→ **Exercise objective**:
Transcribe the records below exactly as written, from the opening line through the line that contains "an engine 404".

§

//! HTTP client for the external rules/AI engine.

use serde::de::DeserializeOwned;
use serde_json::Value;
use tracing::{debug, warn};

use crate::engine::dto::{
    DeleteResponse, FastForwardRequest, FastForwardResponse, NewGameRequest, NewGameResponse,
    PlayResponse, SimulateRequest, SimulateResponse, StateResponse, TurnResponse,
};
use crate::error::AppError;

/// Client for the engine's JSON-over-HTTP surface.
///
/// The engine serves the same paths as the gateway minus the `/api`
/// prefix. Transport failures become `EngineUnavailable`, an engine 404
/// becomes `NotFound`, and every other non-success (or malformed
/// success payload) becomes `EngineRejected` with the engine's own
/// message when one is present.
#[derive(Debug, Clone)]
pub struct EngineClient {
    base_url: String,
    client: reqwest::Client,
}

impl EngineClient {
    pub fn new(base_url: String) -> Self {
        Self {
            base_url: base_url.trim_end_matches('/').to_string(),
            client: reqwest::Client::new(),
        }
    }

    pub fn base_url(&self) -> &str {
        &self.base_url
    }

    /// Probe the engine's health endpoint. Callers decide how to degrade.
    pub async fn health(&self) -> Result<Value, AppError> {
        let resp = self
            .client
            .get(format!("{}/health", self.base_url))
            .send()
            .await;
        Self::decode(resp).await
    }

    /// Passthrough of the engine's agent catalog.
    pub async fn agents(&self) -> Result<Value, AppError> {
        let resp = self
            .client
            .get(format!("{}/agents", self.base_url))
            .send()
            .await;
        Self::decode(resp).await
    }

    pub async fn new_game(&self, req: &NewGameRequest) -> Result<NewGameResponse, AppError> {
        debug!(agent1 = %req.agent1.kind, agent2 = %req.agent2.kind, "creating engine session");
        let resp = self
            .client
            .post(format!("{}/game/new", self.base_url))
            .json(req)
            .send()
            .await;
        Self::decode(resp).await
    }

    pub async fn state(&self, game_id: &str) -> Result<StateResponse, AppError> {
        let resp = self
            .client
            .get(format!("{}/game/{}/state", self.base_url, game_id))
            .send()
            .await;
        Self::decode(resp).await
    }

    pub async fn turn(&self, game_id: &str) -> Result<TurnResponse, AppError> {
        let resp = self
            .client
            .post(format!("{}/game/{}/turn", self.base_url, game_id))
            .send()
            .await;
        Self::decode(resp).await
    }

    pub async fn fast_forward(
        &self,
        game_id: &str,
        turns: u32,
    ) -> Result<FastForwardResponse, AppError> {
        let resp = self
            .client
            .post(format!("{}/game/{}/fast-forward", self.base_url, game_id))
            .json(&FastForwardRequest { turns })
            .send()
            .await;
        Self::decode(resp).await
    }

    pub async fn play(&self, game_id: &str) -> Result<PlayResponse, AppError> {
        let resp = self
            .client
            .post(format!("{}/game/{}/play", self.base_url, game_id))
            .send()
            .await;
        Self::decode(resp).await
    }

    pub async fn delete(&self, game_id: &str) -> Result<DeleteResponse, AppError> {
        let resp = self
            .client
            .delete(format!("{}/game/{}", self.base_url, game_id))
            .send()
            .await;
        Self::decode(resp).await
    }

    pub async fn simulate(&self, req: &SimulateRequest) -> Result<SimulateResponse, AppError> {
        let resp = self
            .client
            .post(format!("{}/simulate", self.base_url))
            .json(req)
            .send()
            .await;
        Self::decode(resp).await
    }

    /// Normalize one engine round trip into the gateway's error taxonomy.
    async fn decode<T: DeserializeOwned>(
        resp: Result<reqwest::Response, reqwest::Error>,
    ) -> Result<T, AppError> {
        let resp = resp.map_err(|e| AppError::engine_unavailable(e.to_string()))?;
        let status = resp.status();
        let body = resp
            .bytes()
            .await
            .map_err(|e| AppError::engine_unavailable(e.to_string()))?;

        if status == reqwest::StatusCode::NOT_FOUND {
            return Err(AppError::not_found(
                "GAME_NOT_FOUND",
                engine_message(&body).unwrap_or_else(|| "Game not found".to_string()),
            ));
        }

        if !status.is_success() {
            let detail = engine_message(&body)
                .unwrap_or_else(|| format!("engine responded with status {status}"));
            warn!(status = %status, detail = %detail, "engine rejected request");
            return Err(AppError::engine_rejected(detail));
        }

        serde_json::from_slice(&body).map_err(|e| {
            AppError::engine_rejected(format!("engine returned a malformed payload: {e}"))
        })
    }
}

/// Extract the engine's `{"error": "..."}` message, if the body carries one.
fn engine_message(body: &[u8]) -> Option<String> {
    serde_json::from_slice::<Value>(body)
        .ok()?
        .get("error")?
        .as_str()
        .map(str::to_string)
}

#[cfg(test)]
mod tests {
    use super::*;

    #[test]
    fn engine_message_reads_error_field() {
        let body = br#"{"error": "Unknown agent type: foo"}"#;
        assert_eq!(
            engine_message(body),
            Some("Unknown agent type: foo".to_string())
        );
    }

    #[test]
    fn engine_message_is_none_for_other_bodies() {
        assert_eq!(engine_message(b"not json"), None);
        assert_eq!(engine_message(br#"{"message": "hi"}"#), None);
    }
}
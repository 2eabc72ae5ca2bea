pub mod sessions;

pub use sessions::SessionService;
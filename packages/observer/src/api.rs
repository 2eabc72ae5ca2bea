//! Gateway client and the trait seam the controller drives through.
//!
//! The controller never talks HTTP directly; it calls a [`SessionApi`],
//! so tests can substitute fakes with scripted or slowed responses.

use async_trait::async_trait;
use reqwest::{Response, StatusCode};
use serde::de::DeserializeOwned;
use serde::Deserialize;
use thiserror::Error;

use gateway::engine::dto::{
    AgentSpec, DeleteResponse, FastForwardResponse, NewGameRequest, NewGameResponse, PlayResponse,
    StateResponse, TurnResponse,
};

#[derive(Debug, Error)]
pub enum ApiError {
    /// Transport failure: the gateway itself could not be reached.
    #[error("gateway unreachable: {0}")]
    Unreachable(String),
    /// The gateway answered with a problem document.
    #[error("{code}: {detail}")]
    Rejected { code: String, detail: String },
    /// A 2xx body that does not match the expected shape.
    #[error("malformed gateway payload: {0}")]
    Malformed(String),
}

impl ApiError {
    /// True for the gateway's not-found code, which the controller
    /// treats differently from transient failures.
    pub fn is_not_found(&self) -> bool {
        matches!(self, ApiError::Rejected { code, .. } if code == "GAME_NOT_FOUND")
    }
}

/// The gateway operations a playback session needs.
#[async_trait]
pub trait SessionApi: Send + Sync {
    async fn create_game(&self, req: &NewGameRequest) -> Result<NewGameResponse, ApiError>;
    async fn get_state(&self, game_id: &str) -> Result<StateResponse, ApiError>;
    async fn step(&self, game_id: &str) -> Result<TurnResponse, ApiError>;
    async fn fast_forward(&self, game_id: &str, turns: u32)
        -> Result<FastForwardResponse, ApiError>;
    async fn play_out(&self, game_id: &str) -> Result<PlayResponse, ApiError>;
    async fn delete_game(&self, game_id: &str) -> Result<DeleteResponse, ApiError>;
}

/// Reqwest-backed [`SessionApi`] against a running gateway.
#[derive(Debug, Clone)]
pub struct GatewayClient {
    base_url: String,
    http: reqwest::Client,
}

/// Subset of the gateway's problem document we report on.
#[derive(Debug, Deserialize)]
struct ProblemBody {
    code: Option<String>,
    detail: Option<String>,
}

impl GatewayClient {
    pub fn new(base_url: impl Into<String>) -> Self {
        let base_url = base_url.into().trim_end_matches('/').to_string();
        Self {
            base_url,
            http: reqwest::Client::new(),
        }
    }

    fn url(&self, path: &str) -> String {
        format!("{}/api{path}", self.base_url)
    }

    async fn decode<T: DeserializeOwned>(resp: Response) -> Result<T, ApiError> {
        let status = resp.status();
        let body = resp
            .bytes()
            .await
            .map_err(|err| ApiError::Unreachable(err.to_string()))?;

        if !status.is_success() {
            let problem: Option<ProblemBody> = serde_json::from_slice(&body).ok();
            let (code, detail) = match problem {
                Some(p) => (
                    p.code.unwrap_or_else(|| default_code(status)),
                    p.detail.unwrap_or_else(|| status.to_string()),
                ),
                None => (default_code(status), status.to_string()),
            };
            return Err(ApiError::Rejected { code, detail });
        }

        serde_json::from_slice(&body).map_err(|err| ApiError::Malformed(err.to_string()))
    }

    async fn send(&self, req: reqwest::RequestBuilder) -> Result<Response, ApiError> {
        req.send()
            .await
            .map_err(|err| ApiError::Unreachable(err.to_string()))
    }
}

fn default_code(status: StatusCode) -> String {
    if status == StatusCode::NOT_FOUND {
        "GAME_NOT_FOUND".to_string()
    } else {
        "GATEWAY_ERROR".to_string()
    }
}

#[async_trait]
impl SessionApi for GatewayClient {
    async fn create_game(&self, req: &NewGameRequest) -> Result<NewGameResponse, ApiError> {
        let resp = self
            .send(self.http.post(self.url("/game/new")).json(req))
            .await?;
        Self::decode(resp).await
    }

    async fn get_state(&self, game_id: &str) -> Result<StateResponse, ApiError> {
        let resp = self
            .send(self.http.get(self.url(&format!("/game/{game_id}/state"))))
            .await?;
        Self::decode(resp).await
    }

    async fn step(&self, game_id: &str) -> Result<TurnResponse, ApiError> {
        let resp = self
            .send(self.http.post(self.url(&format!("/game/{game_id}/turn"))))
            .await?;
        Self::decode(resp).await
    }

    async fn fast_forward(
        &self,
        game_id: &str,
        turns: u32,
    ) -> Result<FastForwardResponse, ApiError> {
        let resp = self
            .send(
                self.http
                    .post(self.url(&format!("/game/{game_id}/fast-forward")))
                    .json(&serde_json::json!({ "turns": turns })),
            )
            .await?;
        Self::decode(resp).await
    }

    async fn play_out(&self, game_id: &str) -> Result<PlayResponse, ApiError> {
        let resp = self
            .send(self.http.post(self.url(&format!("/game/{game_id}/play"))))
            .await?;
        Self::decode(resp).await
    }

    async fn delete_game(&self, game_id: &str) -> Result<DeleteResponse, ApiError> {
        let resp = self
            .send(self.http.delete(self.url(&format!("/game/{game_id}"))))
            .await?;
        Self::decode(resp).await
    }
}

/// Convenience for CLI arguments: a `kind` plus optional JSON config.
pub fn agent_spec(kind: &str, config_json: Option<&str>) -> Result<AgentSpec, ApiError> {
    let config = match config_json {
        None => None,
        Some(raw) => Some(
            serde_json::from_str(raw)
                .map_err(|err| ApiError::Malformed(format!("agent config: {err}")))?,
        ),
    };
    Ok(AgentSpec {
        kind: kind.to_string(),
        config,
    })
}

§

→ **Solution to this exercise**:
//! HTTP client for the external rules/AI engine.

use serde::de::DeserializeOwned;
use serde_json::Value;
use tracing::{debug, warn};

use crate::engine::dto::{
    DeleteResponse, FastForwardRequest, FastForwardResponse, NewGameRequest, NewGameResponse,
    PlayResponse, SimulateRequest, SimulateResponse, StateResponse, TurnResponse,
};
use crate::error::AppError;

/// Client for the engine's JSON-over-HTTP surface.
///
/// The engine serves the same paths as the gateway minus the `/api`
/// prefix. Transport failures become `EngineUnavailable`, an engine 404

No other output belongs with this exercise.